MATERIAL SUPPLIED -
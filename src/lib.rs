//! The n00b runtime core: memory, locks and types.
//!
//! A [`Runtime`] owns a set of heaps. Each [`Heap`] bump-allocates out of
//! mmap'd arenas with guard pages at both ends, and collects by copying
//! everything reachable from its roots into a fresh arena while every
//! other thread is parked at a safepoint.
//! ```rust
//! use n00b::{Runtime, RuntimeConfig, ScanPolicy};
//!
//! let runtime = Runtime::new(RuntimeConfig::default());
//! let heap = runtime.new_heap(64 * 1024);
//!
//! let p = heap.alloc(32, ScanPolicy::None);
//! unsafe { p.as_ptr().write_bytes(7, 32) };
//!
//! // Raw pointers are only updated by a collection if they are roots.
//! let root = heap.root(p.as_ptr());
//! heap.collect();
//!
//! let moved = root.get(0);
//! assert_eq!(unsafe { *moved.add(31) }, 7);
//! ```
//!
//! Allocations say which of their words may hold pointers through a
//! [`ScanPolicy`], usually derived from the stored type.
//! ```rust
//! use n00b::{Runtime, RuntimeConfig, Scan};
//! use std::ptr::NonNull;
//!
//! #[derive(Scan, Clone, Copy)]
//! #[repr(C)]
//! struct Node {
//!     value: u64,
//!     #[scan]
//!     next: Option<NonNull<Node>>,
//! }
//!
//! let runtime = Runtime::new(RuntimeConfig::default());
//! let heap = runtime.new_heap(64 * 1024);
//! let tail = heap.alloc_value(Node { value: 2, next: None });
//! let head = heap.alloc_value(Node { value: 1, next: Some(tail) });
//!
//! assert_eq!(unsafe { head.as_ref().value }, 1);
//! ```
//!
//! Locks in [`lock`] cooperate with collection and keep enough history to
//! explain a deadlock. [`types`] holds the unifying type graph and [`vm`]
//! the execution state built on top of both.
extern crate self as n00b;

mod arena;
mod collector;
mod config;
mod error;
mod header;
mod heap;
mod metrics;
mod runtime;
mod safepoint;
mod scan;
mod spin;

pub mod fatal;
pub mod lock;
pub mod types;
pub mod vm;

pub use collector::CollectStats;
pub use config::{RuntimeConfig, FORCED_ALIGNMENT, LOCK_DEBUG_RING, LOCK_MAX_READERS};
pub use error::{AllocError, LockError, TypeError, VmError};
pub use fatal::{Fatal, FatalMode};
pub use header::AllocSite;
pub use heap::{Allocation, Heap, Roots};
pub use lock::{Condition, Mutex, MutexGuard, RwLock};
pub use metrics::HeapMetrics;
pub use n00b_derive::Scan;
pub use runtime::Runtime;
pub use safepoint::{current_thread_id, Safepoint, WorldStopped};
pub use scan::{Scan, ScanFn, ScanMap, ScanPolicy};

#[cfg(test)]
mod test;
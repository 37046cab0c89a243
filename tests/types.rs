use n00b::types::{Builtin, TypeCtx, TypeId, UnifyOutcome};

fn int() -> TypeId {
    Builtin::Int.id()
}

fn string() -> TypeId {
    Builtin::String.id()
}

#[test]
fn resolution_is_idempotent() {
    let mut ctx = TypeCtx::new();
    let a = ctx.ttvar();
    let b = ctx.ttvar();
    let list = ctx.tlist(a);
    let dict = ctx.tdict(a, b);
    let tuple = ctx.ttuple(&[list, dict]);

    ctx.unify(a, b).unwrap();

    for t in [a, b, list, dict, tuple] {
        let r = ctx.resolve(t);
        assert_eq!(ctx.resolve(r), r);
    }

    assert_eq!(ctx.resolve(a), ctx.resolve(b));
}

#[test]
fn unification_outcomes() {
    let mut ctx = TypeCtx::new();

    assert_eq!(ctx.can_unify(int(), string()), UnifyOutcome::Incompatible);

    let v = ctx.ttvar();
    assert_eq!(ctx.can_unify(v, int()), UnifyOutcome::RequireBinding);
    ctx.unify(v, int()).unwrap();
    assert!(ctx.tconcrete(v));

    let l1 = ctx.tlist(int());
    let l2 = ctx.tlist(int());
    let l3 = ctx.tlist(string());
    assert_eq!(ctx.can_unify(l1, l2), UnifyOutcome::Unify);
    assert_eq!(ctx.can_unify(l1, l3), UnifyOutcome::Incompatible);
}

#[test]
fn call_sites_do_not_leak_bindings() {
    let mut ctx = TypeCtx::new();
    let t = ctx.named_tvar("t");
    let list_t = ctx.tlist(t);
    let head = ctx.tfn(&[list_t], t);
    let template = ctx.template(head);

    let ints = ctx.tlist(int());
    let strings = ctx.tlist(string());
    let site1 = ctx.tfn(&[ints], int());
    let site2 = ctx.tfn(&[strings], string());

    let r1 = ctx.unify(template.id(), site1).unwrap();
    let r2 = ctx.unify(template.id(), site2).unwrap();

    assert_eq!(ctx.get_last_param(r1), Some(int()));
    assert_eq!(ctx.get_last_param(r2), Some(string()));
    assert!(!ctx.tconcrete(template.id()));
    assert!(ctx.is_typevar(t));
}

#[test]
fn dict_params_follow_bindings() {
    let mut ctx = TypeCtx::new();
    let a = ctx.named_tvar("a");
    let b = ctx.named_tvar("b");
    let dict = ctx.tdict(a, b);

    assert_eq!(ctx.type_name(dict), "dict[`a, `b]");

    ctx.unify(a, int()).unwrap();
    ctx.unify(b, string()).unwrap();

    assert_eq!(ctx.get_param(dict, 0), Some(int()));
    assert_eq!(ctx.get_param(dict, 1), Some(string()));
    assert!(ctx.tconcrete(dict));
    assert_eq!(ctx.type_name(dict), "dict[int, string]");
}

#[test]
fn container_families() {
    let mut ctx = TypeCtx::new();
    let tree = ctx.ttree(int());
    let list = ctx.tlist(int());
    let set = ctx.tset(int());
    let r = ctx.tref(list);

    assert!(ctx.has_base_container_type(tree, Builtin::Tree));
    assert!(ctx.has_base_container_type(set, Builtin::Set));
    assert!(ctx.has_base_container_type(r, Builtin::TrueRef));
    assert!(!ctx.has_base_container_type(int(), Builtin::List));
    assert_eq!(ctx.can_unify(tree, list), UnifyOutcome::Incompatible);

    let v = ctx.ttvar();
    ctx.unify(v, list).unwrap();
    assert!(ctx.has_base_container_type(v, Builtin::List));
}
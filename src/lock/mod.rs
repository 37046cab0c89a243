//! Mutexes, read-write locks and condition variables that cooperate with
//! stop-the-world collection and keep enough bookkeeping to explain a
//! deadlock after the fact.
//!
//! Every lock records its creation site, its owner and the last few
//! places it was acquired from. Each thread keeps a stack of the locks it
//! holds and, while blocked, the lock it is waiting on. With the `lock-debug` feature all live locks are also kept in a
//! process-wide registry so [`debug_all_locks`] can dump them.
//!
//! Blocking acquisitions suspend the calling thread in every safepoint
//! it takes part in, so a thread waiting on a lock never holds up a
//! collection.

mod condition;
mod mutex;
mod rwlock;

pub use condition::Condition;
pub use mutex::{Mutex, MutexGuard};
pub use rwlock::RwLock;

use super::config::LOCK_DEBUG_RING;
use super::fatal::{self, Fatal};
use super::safepoint::{current_thread_id, resume_current_thread, suspend_current_thread};
use std::fmt::Write;
use std::panic::Location;
use std::sync::atomic::{AtomicU32, AtomicU64, Ordering};
use std::sync::{Arc, Weak};

type Site = &'static Location<'static>;

static NEXT_LOCK_ID: AtomicU64 = AtomicU64::new(1);

#[derive(Copy, Clone, Debug, PartialEq, Eq)]
pub enum LockKind {
    Mutex,
    RwLock,
    Condition,
}

/// Lock state shared by all three kinds.
pub(crate) trait Lockable: Send + Sync {
    fn info(&self) -> &LockInfo;

    /// Drops every level the current thread holds.
    fn force_release(&self);

    /// Extra state for the debug dump.
    fn describe_extra(&self) -> String {
        String::new()
    }
}

struct Ring {
    sites: [Option<Site>; LOCK_DEBUG_RING],
    next: usize,
}

pub(crate) struct LockInfo {
    id: u64,
    kind: LockKind,
    name: String,
    site: Site,
    owner: AtomicU64,
    level: AtomicU32,
    ring: parking_lot::Mutex<Ring>,
}

impl LockInfo {
    pub fn new(kind: LockKind, name: &str, site: Site) -> Self {
        Self {
            id: NEXT_LOCK_ID.fetch_add(1, Ordering::Relaxed),
            kind,
            name: name.to_string(),
            site,
            owner: AtomicU64::new(0),
            level: AtomicU32::new(0),
            ring: parking_lot::Mutex::new(Ring {
                sites: [None; LOCK_DEBUG_RING],
                next: 0,
            }),
        }
    }

    pub fn id(&self) -> u64 {
        self.id
    }

    pub fn name(&self) -> &str {
        &self.name
    }

    pub fn owner(&self) -> Option<u64> {
        match self.owner.load(Ordering::Acquire) {
            0 => None,
            t => Some(t),
        }
    }

    pub fn set_owner(&self, owner: Option<u64>) {
        self.owner.store(owner.unwrap_or(0), Ordering::Release);
    }

    pub fn owned_by_current_thread(&self) -> bool {
        self.owner.load(Ordering::Acquire) == current_thread_id()
    }

    pub fn level(&self) -> u32 {
        self.level.load(Ordering::Acquire)
    }

    pub fn set_level(&self, level: u32) {
        self.level.store(level, Ordering::Release);
    }

    pub fn nest(&self) {
        self.level.fetch_add(1, Ordering::AcqRel);
    }

    /// Drops one nesting level. Returns `false` when the caller holds the
    /// outermost level.
    pub fn unnest(&self) -> bool {
        self.level
            .fetch_update(Ordering::AcqRel, Ordering::Acquire, |l| l.checked_sub(1))
            .is_ok()
    }

    pub fn record_site(&self, site: Site) {
        if cfg!(feature = "lock-debug") {
            let mut ring = self.ring.lock();
            let slot = ring.next & (LOCK_DEBUG_RING - 1);

            ring.sites[slot] = Some(site);
            ring.next = ring.next.wrapping_add(1);
        }
    }

    /// Acquisition sites, oldest first.
    pub fn recent_sites(&self) -> Vec<Site> {
        let ring = self.ring.lock();
        let start = ring.next;

        (0..LOCK_DEBUG_RING)
            .filter_map(|i| ring.sites[(start + i) & (LOCK_DEBUG_RING - 1)])
            .collect()
    }

    #[track_caller]
    pub fn fatal(&self, reason: &'static str) -> ! {
        fatal::raise(Fatal::Lock {
            reason,
            name: self.display_name(),
            site: self.site.to_string(),
            owner: self.owner(),
            caller: current_thread_id(),
        })
    }

    fn display_name(&self) -> String {
        if self.name.is_empty() {
            format!("{:?} #{}", self.kind, self.id)
        } else {
            format!("{:?} '{}'", self.kind, self.name)
        }
    }

    fn describe(&self, extra: &str, out: &mut String) {
        let _ = write!(out, "{} (created {})", self.display_name(), self.site);

        match self.owner() {
            Some(owner) => {
                let _ = write!(out, " held by thread {owner} at level {}", self.level());
            }
            None => out.push_str(" unlocked"),
        }

        if !extra.is_empty() {
            let _ = write!(out, " {extra}");
        }

        out.push('\n');

        for site in self.recent_sites() {
            let _ = writeln!(out, "    acquired at {site}");
        }
    }
}

struct Held {
    id: u64,
    lock: Arc<dyn Lockable>,
}

#[derive(Default)]
struct ThreadState {
    held: Vec<Held>,
    waiting: Option<(String, Site)>,
}

/// One thread's held stack and wait target, shared with the dump.
struct ThreadLocks {
    thread: u64,
    state: parking_lot::Mutex<ThreadState>,
}

static THREADS: parking_lot::Mutex<Vec<Weak<ThreadLocks>>> = parking_lot::const_mutex(Vec::new());

thread_local! {
    static LOCKS: Arc<ThreadLocks> = {
        let locks = Arc::new(ThreadLocks {
            thread: current_thread_id(),
            state: parking_lot::Mutex::new(ThreadState::default()),
        });
        let mut threads = THREADS.lock();

        if threads.len().is_power_of_two() {
            threads.retain(|t| t.strong_count() > 0);
        }
        threads.push(Arc::downgrade(&locks));

        locks
    };
}

fn with_state<R>(f: impl FnOnce(&mut ThreadState) -> R) -> Option<R> {
    LOCKS.try_with(|locks| f(&mut locks.state.lock())).ok()
}

/// Records that the current thread took `lock` at its outermost level.
pub(crate) fn push_held(lock: Arc<dyn Lockable>) {
    let id = lock.info().id();
    let duplicate = with_state(|state| {
        let duplicate = state.held.iter().any(|h| h.id == id);

        if !duplicate {
            state.held.push(Held { id, lock: lock.clone() });
        }
        duplicate
    })
    .unwrap_or(false);

    if duplicate {
        lock.info().fatal("lock already on the held stack");
    }
}

/// Removes `id` from the held stack, wherever it sits.
pub(crate) fn remove_held(id: u64) {
    let removed = with_state(|state| {
        state
            .held
            .iter()
            .rposition(|h| h.id == id)
            .map(|pos| state.held.remove(pos))
    });

    // The Arc is dropped outside the borrow in case it is the last one.
    drop(removed);
}

/// Number of locks the current thread holds other than `id`.
pub(crate) fn other_held(id: u64) -> usize {
    with_state(|state| state.held.iter().filter(|h| h.id != id).count()).unwrap_or(0)
}

/// Number of locks the current thread holds.
pub fn held_lock_count() -> usize {
    with_state(|state| state.held.len()).unwrap_or(0)
}

/// Runs a blocking wait on `info`, suspended in every safepoint and
/// visible to [`debug_all_locks`] as the thread's wait target.
pub(crate) fn block_on<R>(info: &LockInfo, site: Site, wait: impl FnOnce() -> R) -> R {
    with_state(|state| state.waiting = Some((info.display_name(), site)));
    suspend_current_thread();

    let result = wait();

    resume_current_thread();
    with_state(|state| state.waiting = None);

    result
}

/// Releases every lock the current thread holds, newest first.
pub fn unlock_all() {
    loop {
        let newest = with_state(|state| state.held.last().map(|h| h.lock.clone())).flatten();

        match newest {
            Some(lock) => lock.force_release(),
            None => break,
        }
    }
}

#[cfg(feature = "lock-debug")]
static REGISTRY: parking_lot::Mutex<Vec<Weak<dyn Lockable>>> = parking_lot::const_mutex(Vec::new());

pub(crate) fn register(lock: Weak<dyn Lockable>) {
    #[cfg(feature = "lock-debug")]
    {
        let mut registry = REGISTRY.lock();

        if registry.len().is_power_of_two() {
            registry.retain(|l| l.strong_count() > 0);
        }
        registry.push(lock);
    }

    #[cfg(not(feature = "lock-debug"))]
    let _ = lock;
}

/// Renders every live lock, its owner and its recent acquisition sites,
/// followed by the held stack and wait target of every thread that has
/// either.
pub fn debug_all_locks() -> String {
    let mut out = String::new();

    #[cfg(feature = "lock-debug")]
    {
        let live: Vec<Arc<dyn Lockable>> = REGISTRY.lock().iter().filter_map(Weak::upgrade).collect();

        let _ = writeln!(out, "{} live locks:", live.len());
        for lock in &live {
            out.push_str("  ");
            lock.info().describe(&lock.describe_extra(), &mut out);
        }
    }

    #[cfg(not(feature = "lock-debug"))]
    out.push_str("lock registry disabled (build with the lock-debug feature)\n");

    let threads: Vec<Arc<ThreadLocks>> = THREADS.lock().iter().filter_map(Weak::upgrade).collect();

    for thread in threads {
        // Snapshot first so describing never runs under the thread's lock.
        let (held, waiting): (Vec<Arc<dyn Lockable>>, _) = {
            let state = thread.state.lock();
            (state.held.iter().map(|h| h.lock.clone()).collect(), state.waiting.clone())
        };

        if held.is_empty() && waiting.is_none() {
            continue;
        }

        let _ = writeln!(out, "thread {} holds {} locks:", thread.thread, held.len());
        for lock in &held {
            out.push_str("  ");
            lock.info().describe(&lock.describe_extra(), &mut out);
        }
        if let Some((name, site)) = waiting {
            let _ = writeln!(out, "  waiting on {name} at {site}");
        }
    }

    out
}
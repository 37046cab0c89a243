use super::TypeId;

macro_rules! builtins {
    ($($variant:ident = $name:literal, $bits:literal, $signed:literal, $by_value:literal;)*) => {
        /// Every type the runtime knows about without a type context.
        ///
        /// Ids below [`NUM_PRIMITIVE_BUILTINS`] are complete types on their
        /// own. The ones after it name container families and only appear
        /// as the base of a compound type.
        #[repr(u64)]
        #[derive(Copy, Clone, Debug, PartialEq, Eq, Hash, PartialOrd, Ord)]
        pub enum Builtin {
            $($variant,)*
        }

        const INFO: &[BuiltinInfo] = &[
            $(BuiltinInfo {
                name: $name,
                int_bits: $bits,
                signed: $signed,
                by_value: $by_value,
            },)*
        ];

        const ALL: &[Builtin] = &[$(Builtin::$variant,)*];
    };
}

#[derive(Debug)]
pub struct BuiltinInfo {
    pub name: &'static str,
    /// Width in bits for integer types, zero otherwise.
    pub int_bits: u8,
    pub signed: bool,
    /// Stored directly in a value slot rather than behind a pointer.
    pub by_value: bool,
}

builtins! {
    Error = "error", 0, false, true;
    Void = "void", 0, false, true;
    Nil = "nil", 0, false, true;
    Typespec = "typespec", 0, false, false;
    InternalTlist = "internal_tlist", 0, false, false;
    Bool = "bool", 0, false, true;
    I8 = "i8", 8, true, true;
    Byte = "byte", 8, false, true;
    I32 = "i32", 32, true, true;
    Char = "char", 32, false, true;
    U32 = "u32", 32, false, true;
    Int = "int", 64, true, true;
    Uint = "uint", 64, false, true;
    F32 = "f32", 0, false, true;
    F64 = "float", 0, false, true;
    String = "string", 0, false, false;
    Table = "table", 0, false, false;
    Buffer = "buffer", 0, false, false;
    Ipv4 = "ipv4", 0, false, false;
    Duration = "duration", 0, false, false;
    Size = "size", 0, false, true;
    Datetime = "datetime", 0, false, false;
    Date = "date", 0, false, false;
    Time = "time", 0, false, false;
    Url = "url", 0, false, false;
    Flags = "flags", 0, false, false;
    Sha = "sha", 0, false, false;
    Exception = "exception", 0, false, false;
    Callback = "callback", 0, false, false;
    Ref = "ref", 0, false, true;
    Keyword = "keyword", 0, false, false;
    Vm = "vm", 0, false, false;
    ParseNode = "parse_node", 0, false, false;
    Bit = "bit", 1, false, true;
    BoxBool = "box_bool", 0, false, false;
    BoxI8 = "box_i8", 0, false, false;
    BoxByte = "box_byte", 0, false, false;
    BoxI32 = "box_i32", 0, false, false;
    BoxChar = "box_char", 0, false, false;
    BoxU32 = "box_u32", 0, false, false;
    BoxInt = "box_int", 0, false, false;
    BoxUint = "box_uint", 0, false, false;
    BoxF32 = "box_f32", 0, false, false;
    BoxF64 = "box_float", 0, false, false;
    Http = "http", 0, false, false;
    Parser = "parser", 0, false, false;
    Grammar = "grammar", 0, false, false;
    Terminal = "terminal", 0, false, false;
    Ruleset = "ruleset", 0, false, false;
    GoptParser = "gopt_parser", 0, false, false;
    GoptCommand = "gopt_command", 0, false, false;
    GoptOption = "gopt_option", 0, false, false;
    Mutex = "mutex", 0, false, false;
    RwLock = "rw_lock", 0, false, false;
    Condition = "condition", 0, false, false;
    Stream = "stream", 0, false, false;
    Bytering = "bytering", 0, false, false;
    TextElement = "text_element", 0, false, false;
    BoxProps = "box_props", 0, false, false;
    Theme = "theme", 0, false, false;
    Regex = "regex", 0, false, false;
    Session = "session", 0, false, false;
    SessionState = "session_state", 0, false, false;
    SessionTrigger = "session_trigger", 0, false, false;
    Internal = "internal", 0, false, false;
    VaList = "va_list", 0, false, false;
    NumPrimitiveBuiltins = "<num_primitives>", 0, false, false;
    List = "list", 0, false, false;
    Tuple = "tuple", 0, false, false;
    Dict = "dict", 0, false, false;
    Set = "set", 0, false, false;
    Tree = "tree", 0, false, false;
    Funcdef = "fn", 0, false, false;
    TrueRef = "ref", 0, false, true;
    Generic = "generic", 0, false, false;
}

pub const NUM_PRIMITIVE_BUILTINS: u64 = Builtin::NumPrimitiveBuiltins as u64;
pub const NUM_BUILTINS: u64 = ALL.len() as u64;

impl Builtin {
    pub fn from_id(id: u64) -> Option<Builtin> {
        ALL.get(id as usize).copied()
    }

    pub fn info(self) -> &'static BuiltinInfo {
        &INFO[self as usize]
    }

    pub fn name(self) -> &'static str {
        self.info().name
    }

    pub fn is_primitive(self) -> bool {
        (self as u64) < NUM_PRIMITIVE_BUILTINS
    }

    pub fn is_int(self) -> bool {
        self.info().int_bits > 1
    }

    pub fn id(self) -> TypeId {
        TypeId(self as u64)
    }
}

/// Result of [`promote`]: the common integer type plus whether values of
/// either side may not survive the conversion.
#[derive(Copy, Clone, Debug, PartialEq, Eq)]
pub struct Promotion {
    pub to: Builtin,
    pub may_wrap: bool,
}

/// The integer type two integer operands meet at, following the builtin
/// ordering `i8 < byte < i32 < char < u32 < int < uint`. `None` when
/// either side is not an integer.
pub fn promote(a: Builtin, b: Builtin) -> Option<Promotion> {
    let in_range = |t: Builtin| (Builtin::I8..=Builtin::Uint).contains(&t);

    if !in_range(a) || !in_range(b) {
        return None;
    }

    let (hi, lo) = if a >= b { (a, b) } else { (b, a) };
    let done = |to, may_wrap| Some(Promotion { to, may_wrap });

    match hi {
        Builtin::Uint => match lo {
            Builtin::Int => done(Builtin::Int, true),
            Builtin::I32 | Builtin::I8 => done(Builtin::Int, false),
            _ => done(Builtin::Uint, false),
        },
        Builtin::U32 | Builtin::Char => match lo {
            Builtin::I32 => done(Builtin::I32, true),
            Builtin::I8 => done(Builtin::I32, false),
            _ => done(Builtin::U32, false),
        },
        Builtin::Byte if lo != Builtin::Byte => done(Builtin::I8, true),
        Builtin::Byte => done(Builtin::Byte, false),
        Builtin::Int => done(Builtin::Int, false),
        Builtin::I32 => done(Builtin::I32, false),
        _ => done(Builtin::I8, false),
    }
}
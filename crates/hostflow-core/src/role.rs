//! プロキシロール判定
//!
//! サーバーがリバースプロキシ役（nginx reload watcher を常駐させるホスト）
//! かどうかを設定から判定します。判定はこのモジュールに集約し、
//! 呼び出し側でのインラインのフォールバックは行いません。

use crate::model::ServerConfig;

/// `is_proxy_server` が未指定だった場合のデフォルト値
///
/// 明示フラグが導入される前に書かれたロール設定との後方互換のため、
/// 未指定のホストはプロキシとして扱う。オペレーターが明示的に
/// `is_proxy_server: false` を書いた場合のみプロキシ役から外れる。
// NOTE: domain の有無から推定する案もあったが、観測された挙動を
// そのまま維持している。デフォルトの見直しは設定移行が済んでから。
pub const DEFAULT_IS_PROXY_SERVER: bool = true;

/// 設定からプロキシロールを解決する
///
/// `is_proxy_server` が明示されていればその値を、未指定なら
/// [`DEFAULT_IS_PROXY_SERVER`] を返す。`domain` の有無や内容は
/// 判定に一切影響しない。
pub fn resolve_proxy_role(config: &ServerConfig) -> bool {
    config.is_proxy_server.unwrap_or(DEFAULT_IS_PROXY_SERVER)
}
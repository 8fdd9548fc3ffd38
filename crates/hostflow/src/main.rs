mod agent;
mod commands;
mod repo;

use agent::UpdateOptions;
use clap::{Parser, Subcommand};

#[derive(Parser)]
#[command(name = "hostflow")]
#[command(about = "ホストのプロセス構成を、宣言されたサーバーロールに同期させる", long_about = None)]
struct Cli {
    #[command(subcommand)]
    command: Commands,
}

#[derive(Subcommand)]
enum Commands {
    /// エージェントを更新（リポジトリ同期 → 設定再生成 → 再起動）
    Update {
        /// redis を再起動する
        #[arg(long)]
        restart_redis: bool,
        /// rq ワーカーを再起動する
        #[arg(long)]
        restart_rq_workers: bool,
        /// web ワーカーを再起動する
        #[arg(long)]
        restart_web_workers: bool,
        /// リポジトリ同期をスキップ
        #[arg(long)]
        skip_repo_setup: bool,
        /// パッチ適用をスキップ
        #[arg(long)]
        skip_patches: bool,
    },
    /// 管理対象プロセスの状態を表示
    Status,
    /// supervisor 設定のみを再生成
    Setup,
    /// バージョン情報を表示
    Version,
}

fn main() -> anyhow::Result<()> {
    let cli = Cli::parse();

    // ログはstderrに出力
    tracing_subscriber::fmt::init();

    // Versionコマンドは設定ファイル不要
    if matches!(cli.command, Commands::Version) {
        println!("hostflow {}", env!("CARGO_PKG_VERSION"));
        return Ok(());
    }

    // ロール設定はrunごとに読み直す（発見だけ先に行う）
    let config_path = hostflow_core::find_config_file()?;

    match cli.command {
        Commands::Update {
            restart_redis,
            restart_rq_workers,
            restart_web_workers,
            skip_repo_setup,
            skip_patches,
        } => {
            let opts = UpdateOptions {
                restart_redis,
                restart_rq_workers,
                restart_web_workers,
                skip_repo_setup,
                skip_patches,
            };
            commands::update::handle(&config_path, opts)?;
        }
        Commands::Status => {
            commands::status::handle()?;
        }
        Commands::Setup => {
            commands::setup::handle(&config_path)?;
        }
        Commands::Version => {
            unreachable!("Version is handled before config discovery");
        }
    }

    Ok(())
}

EXERCISE GOAL - Each line between the start of the listing above and the line containing "collects by copying", with both ends counted, is to be set down unchanged.

RESULT OF THIS EXERCISE -
filename src/lib.rs
//! The n00b runtime core: memory, locks and types.
//!
//! A [`Runtime`] owns a set of heaps. Each [`Heap`] bump-allocates out of
//! mmap'd arenas with guard pages at both ends, and collects by copying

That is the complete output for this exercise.